American baseball player (born 1981)

Scott Adam Rice (born September 21, 1981) is an American former professional baseball pitcher. A first-round draft pick in the 1999 MLB draft, his career was slowed by injuries. He pitched in minor league baseball for 14 seasons before his first promotion to Major League Baseball (MLB) in 2013, with the New York Mets.

==Career==
Rice attended Royal High School in Simi Valley, California. He played for the high school baseball team as a pitcher. The Baltimore Orioles drafted Rice in the first round, with the 44th overall selection, of the 1999 Major League Baseball draft. He played in minor league baseball for the Orioles organization through 2005, reaching Double-A, then signed with the Texas Rangers in 2006, reaching Triple-A. He made only eight appearances in 2007 due to injury, and had surgery on his flexor tendon in 2008.

Rice returned to baseball pitching in independent leagues, playing for the Long Island Ducks in 2008 and the Newark Bears in 2009. He then pitched in the Colorado Rockies organization in 2010.

On November 24, 2010, Rice signed a minor league contract with the Chicago Cubs organization. He appeared in spring training for the team in 2011, but was later released prior to the start of the regular season.

Rice joined the York Revolution of the Atlantic League in 2011. During the season, the Los Angeles Dodgers signed Rice and assigned him to their Double-A affiliate. On December 14, 2011, the Dodgers re-signed Rice to a minor league contract that included an invitation to spring training, but he did not make the team, and was instead assigned to pitch for the Albuquerque Isotopes of the Triple-A Pacific Coast League (PCL).

===New York Mets===
On November 20, 2012, Rice signed a minor league contract with the New York Mets organization. Invited to spring training by the Mets in 2013, Rice made the team's Opening Day roster, the first time he was named to an MLB roster after 480 appearances in 14 minor league seasons. He made his MLB debut on April 1, 2013, striking out Nick Hundley and Cameron Maybin and retiring Will Venable on a ground out in one inning of work. Rice made 73 appearances, and recorded a 3.71 earned run average (ERA).

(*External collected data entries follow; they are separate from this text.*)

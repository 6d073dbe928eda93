// Licensed under the Apache-2.0 license

//! Rust module target.
//!
//! Constants and `const fn` accessors are free items prefixed like the C
//! header; the overlay record uses tock-registers cells.

use super::{comment_text, field_notes, field_title, FieldIdents, Formulas};
use crate::access::Dialect;
use crate::config::EmitOptions;
use crate::output::{GeneratedField, GeneratedRegister, GeneratedRegisterFile};
use crate::util::{camel_case, hex_const, rust_type, snake_case};
use std::fmt::{Result, Write};

pub(super) fn render(file: &GeneratedRegisterFile, options: &EmitOptions, out: &mut String) -> Result {
    if let Some(provenance) = &options.provenance {
        for line in provenance.lines() {
            writeln!(out, "// {}", comment_text(&line))?;
        }
        writeln!(out)?;
    }
    writeln!(out, "// Register file: {}", comment_text(&file.name))?;
    writeln!(out)?;
    writeln!(
        out,
        "pub const {}: u32 = {};",
        file.ident(&["DATA_WIDTH"]),
        file.data_width
    )?;
    writeln!(
        out,
        "pub const {}: u32 = {};",
        file.ident(&["ADDR_WIDTH"]),
        file.address_width
    )?;

    write_addresses(file, out)?;
    write_fields(file, out)?;
    write_accessors(file, out)?;
    write_overlay(file, out)?;
    Ok(())
}

fn address_type(file: &GeneratedRegisterFile) -> &'static str {
    if file.address_width <= 32 {
        "u32"
    } else {
        "u64"
    }
}

fn write_addresses(file: &GeneratedRegisterFile, out: &mut String) -> Result {
    let addr_ty = address_type(file);
    let ty = rust_type(file.data_width);
    writeln!(out)?;
    writeln!(out, "// Register addresses")?;
    for reg in &file.registers {
        writeln!(
            out,
            "pub const {}: {addr_ty} = {};",
            file.ident(&[&reg.ident, "ADDR"]),
            hex_const(reg.address)
        )?;
        if let Some(reset) = reg.reset {
            writeln!(
                out,
                "pub const {}: {ty} = {};",
                file.ident(&[&reg.ident, "RESET"]),
                hex_const(reset)
            )?;
        }
    }
    Ok(())
}

fn write_fields(file: &GeneratedRegisterFile, out: &mut String) -> Result {
    let ty = rust_type(file.data_width);
    writeln!(out)?;
    writeln!(out, "// Register fields")?;
    for reg in &file.registers {
        for field in &reg.fields {
            let idents = FieldIdents::new(file, reg, field);
            writeln!(out, "/// {}", field_title(reg, field))?;
            writeln!(out, "pub const {}: u32 = {};", idents.pos, field.position)?;
            writeln!(out, "pub const {}: {ty} = {};", idents.mask, hex_const(field.mask))?;
            if let Some(reset) = field.reset {
                writeln!(out, "pub const {}: {ty} = {};", idents.reset, hex_const(reset))?;
            }
        }
    }
    Ok(())
}

fn write_accessors(file: &GeneratedRegisterFile, out: &mut String) -> Result {
    let ty = rust_type(file.data_width);
    writeln!(out)?;
    writeln!(out, "// Accessors")?;
    for reg in &file.registers {
        for field in &reg.fields {
            let idents = FieldIdents::new(file, reg, field);
            let formulas = Formulas::new(field, &idents, Dialect::RUST);
            let name = &idents.accessor;

            if let Some(read) = &formulas.read {
                write_docs(out, "Reads", reg, field)?;
                writeln!(out, "pub const fn {name}_get(reg: {ty}) -> {ty} {{")?;
                writeln!(out, "    {read}")?;
                writeln!(out, "}}")?;
            }
            if let Some(after_read) = &formulas.after_read {
                write_docs(out, "Register value left behind by reading", reg, field)?;
                writeln!(out, "pub const fn {name}_after_read(reg: {ty}) -> {ty} {{")?;
                writeln!(out, "    {after_read}")?;
                writeln!(out, "}}")?;
            }
            if let Some(write) = &formulas.write {
                write_docs(out, "Writes", reg, field)?;
                writeln!(out, "pub const fn {name}_set(reg: {ty}, value: {ty}) -> {ty} {{")?;
                writeln!(out, "    {write}")?;
                writeln!(out, "}}")?;
            }
        }
    }
    Ok(())
}

fn write_docs(
    out: &mut String,
    what: &str,
    reg: &GeneratedRegister,
    field: &GeneratedField,
) -> Result {
    writeln!(out)?;
    writeln!(out, "/// {what} {}.", field_title(reg, field))?;
    if !field.description.is_empty() {
        writeln!(out, "///")?;
        writeln!(out, "/// {}", comment_text(&field.description))?;
    }
    for note in field_notes(field) {
        writeln!(out, "///")?;
        writeln!(out, "/// Note: {note}.")?;
    }
    Ok(())
}

fn write_overlay(file: &GeneratedRegisterFile, out: &mut String) -> Result {
    let ty = rust_type(file.data_width);
    let exact = file.overlay_is_exact();
    writeln!(out)?;
    writeln!(out, "// Register overlay")?;
    if !exact {
        writeln!(
            out,
            "// NOTE: declaration order does not match the address map; member offsets differ from the register addresses"
        )?;
    }
    writeln!(out, "#[repr(C)]")?;
    writeln!(out, "pub struct {} {{", camel_case(&file.ident(&["REGS"])))?;
    let mut cursor = 0u64;
    let mut reserved = 0;
    for reg in &file.registers {
        if exact && reg.address > cursor {
            let count = (reg.address - cursor) / file.unit();
            writeln!(out, "    _reserved{reserved}: [{ty}; {count}],")?;
            reserved += 1;
        }
        let cell = match (reg.can_read(), reg.can_write()) {
            (true, true) => "ReadWrite",
            (true, false) => "ReadOnly",
            _ => "WriteOnly",
        };
        writeln!(out, "    /// {}", hex_const(reg.address))?;
        writeln!(
            out,
            "    pub {}: tock_registers::registers::{cell}<{ty}>,",
            snake_case(&reg.name)
        )?;
        cursor = reg.address.saturating_add(file.unit());
    }
    writeln!(out, "}}")?;
    Ok(())
}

After struggling through the start of 2014 season, pitching to a 5.93 ERA and 1.98 walks plus hits per inning pitched in 32 appearances, the Mets demoted Rice to the Las Vegas 51s of the PCL on June 23. He underwent elbow surgery in July to remove a bone spur. On October 31, Rice was removed from the 40-man roster and sent outright to Las Vegas. He subsequently rejected the assignment and elected free agency.

Rice re-signed with the Mets on a minor league contract that included an invitation to spring training in December.

===Arizona Diamondbacks===
Rice signed a minor league contract with the Arizona Diamondbacks in December 2015. He was released on May 9, 2016.

===York Revolution (second stint)===
Rice resigned with the York Revolution of the Atlantic League of Professional Baseball. This marked Rice's return to York for the first time since 2011. He became a free agent after the 2016 season.